• [Task directions]: Start at the line with "3x3 column-major matrix." in the records below, stop at the line with "the source of", and return every line in that span exactly, the two end lines included.

START Recorded data

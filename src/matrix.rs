// Copyright 2026 the attitude authors
//
// Licensed under the Apache License, Version 2.0 (the "License");
// you may not use this file except in compliance with the License.
// You may obtain a copy of the License at
//
//     http://www.apache.org/licenses/LICENSE-2.0
//
// Unless required by applicable law or agreed to in writing, software
// distributed under the License is distributed on an "AS IS" BASIS,
// WITHOUT WARRANTIES OR CONDITIONS OF ANY KIND, either express or implied.
// See the License for the specific language governing permissions and
// limitations under the License.

//! Defines the `Mat3` rotation-matrix type.

use super::Vec3;
use std::ops::{Index, IndexMut, Mul};

/// A 3x3 column-major matrix.
///
/// In this crate `Mat3` exists as the matrix form of a rotation: the target
/// of [`Quaternion::to_rotation_matrix`](crate::Quaternion::to_rotation_matrix)
/// and the source of
/// [`Quaternion::from_rotation_matrix`](crate::Quaternion::from_rotation_matrix).
/// For an orthonormal rotation matrix the columns are the images of the
/// X, Y, and Z basis vectors.
#[derive(Debug, Clone, Copy, PartialEq)]
#[repr(C)]
pub struct Mat3 {
    /// The columns of the matrix. `cols[0]` is the first column, and so on.
    pub cols: [Vec3; 3],
}

impl Mat3 {
    /// The 3x3 identity matrix.
    pub const IDENTITY: Self = Self {
        cols: [Vec3::X, Vec3::Y, Vec3::Z],
    };

    /// A 3x3 matrix with all elements set to 0.
    pub const ZERO: Self = Self {
        cols: [Vec3::ZERO; 3],
    };

    /// Creates a new matrix from three column vectors.
    #[inline]
    pub fn from_cols(c0: Vec3, c1: Vec3, c2: Vec3) -> Self {
        Self { cols: [c0, c1, c2] }
    }

    /// Returns a row of the matrix as a `Vec3`.
    #[inline]
    pub fn row(&self, index: usize) -> Vec3 {
        Vec3 {
            x: self.cols[0].get(index),
            y: self.cols[1].get(index),
            z: self.cols[2].get(index),
        }
    }

    /// Creates a matrix for a rotation around the X-axis.
    ///
    /// # Arguments
    ///
    /// * `angle_radians`: The angle of rotation in radians.
    #[inline]
    pub fn from_rotation_x(angle_radians: f32) -> Self {
        let (s, c) = angle_radians.sin_cos();
        Self {
            cols: [
                Vec3::new(1.0, 0.0, 0.0),
                Vec3::new(0.0, c, s),
                Vec3::new(0.0, -s, c),
            ],
        }
    }

    /// Creates a matrix for a right-handed rotation around the Y-axis.
    ///
    /// # Arguments
    ///
    /// * `angle_radians`: The angle of rotation in radians.
    #[inline]
    pub fn from_rotation_y(angle_radians: f32) -> Self {
        let (s, c) = angle_radians.sin_cos();
        Self {
            cols: [
                Vec3::new(c, 0.0, -s),
                Vec3::new(0.0, 1.0, 0.0),
                Vec3::new(s, 0.0, c),
            ],
        }
    }

    /// Creates a matrix for a rotation around the Z-axis.
    ///
    /// # Arguments
    ///
    /// * `angle_radians`: The angle of rotation in radians.
    #[inline]
    pub fn from_rotation_z(angle_radians: f32) -> Self {
        let (s, c) = angle_radians.sin_cos();
        Self {
            cols: [
                Vec3::new(c, s, 0.0),
                Vec3::new(-s, c, 0.0),
                Vec3::new(0.0, 0.0, 1.0),
            ],
        }
    }

    /// Creates a rotation matrix from a normalized axis and an angle.
    ///
    /// # Arguments
    ///
    /// * `axis`: The axis of rotation. Must be a unit vector.
    /// * `angle_radians`: The angle of rotation in radians.
    #[inline]
    pub fn from_axis_angle(axis: Vec3, angle_radians: f32) -> Self {
        let (s, c) = angle_radians.sin_cos();
        let t = 1.0 - c;
        let x = axis.x;
        let y = axis.y;
        let z = axis.z;
        Self {
            cols: [
                Vec3::new(t * x * x + c, t * x * y + s * z, t * x * z - s * y),
                Vec3::new(t * y * x - s * z, t * y * y + c, t * y * z + s * x),
                Vec3::new(t * z * x + s * y, t * z * y - s * x, t * z * z + c),
            ],
        }
    }

    /// Returns the transpose of the matrix, where rows and columns are swapped.
    ///
    /// For an orthonormal rotation matrix this is also the inverse.
    #[inline]
    pub fn transpose(&self) -> Self {
        Self::from_cols(self.row(0), self.row(1), self.row(2))
    }
}

// --- Operator Overloads ---

impl Default for Mat3 {
    /// Returns the 3x3 identity matrix.
    #[inline]
    fn default() -> Self {
        Self::IDENTITY
    }
}

impl Mul<Mat3> for Mat3 {
    type Output = Self;
    /// Multiplies this matrix by another `Mat3`.
    #[inline]
    fn mul(self, rhs: Mat3) -> Self::Output {
        Self::from_cols(self * rhs.cols[0], self * rhs.cols[1], self * rhs.cols[2])
    }
}

impl Mul<Vec3> for Mat3 {
    type Output = Vec3;
    /// Transforms a `Vec3` by this matrix.
    #[inline]
    fn mul(self, v: Vec3) -> Self::Output {
        self.cols[0] * v.x + self.cols[1] * v.y + self.cols[2] * v.z
    }
}

impl Index<usize> for Mat3 {
    type Output = Vec3;
    /// Allows accessing a matrix column by index.
    #[inline]
    fn index(&self, index: usize) -> &Self::Output {
        &self.cols[index]
    }
}

impl IndexMut<usize> for Mat3 {
    /// Allows mutably accessing a matrix column by index.
    #[inline]
    fn index_mut(&mut self, index: usize) -> &mut Self::Output {
        &mut self.cols[index]
    }
}

// --- Tests ---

END Recorded data

• [Response below]:
/// A 3x3 column-major matrix.
///
/// In this crate `Mat3` exists as the matrix form of a rotation: the target
/// of [`Quaternion::to_rotation_matrix`](crate::Quaternion::to_rotation_matrix)
/// and the source of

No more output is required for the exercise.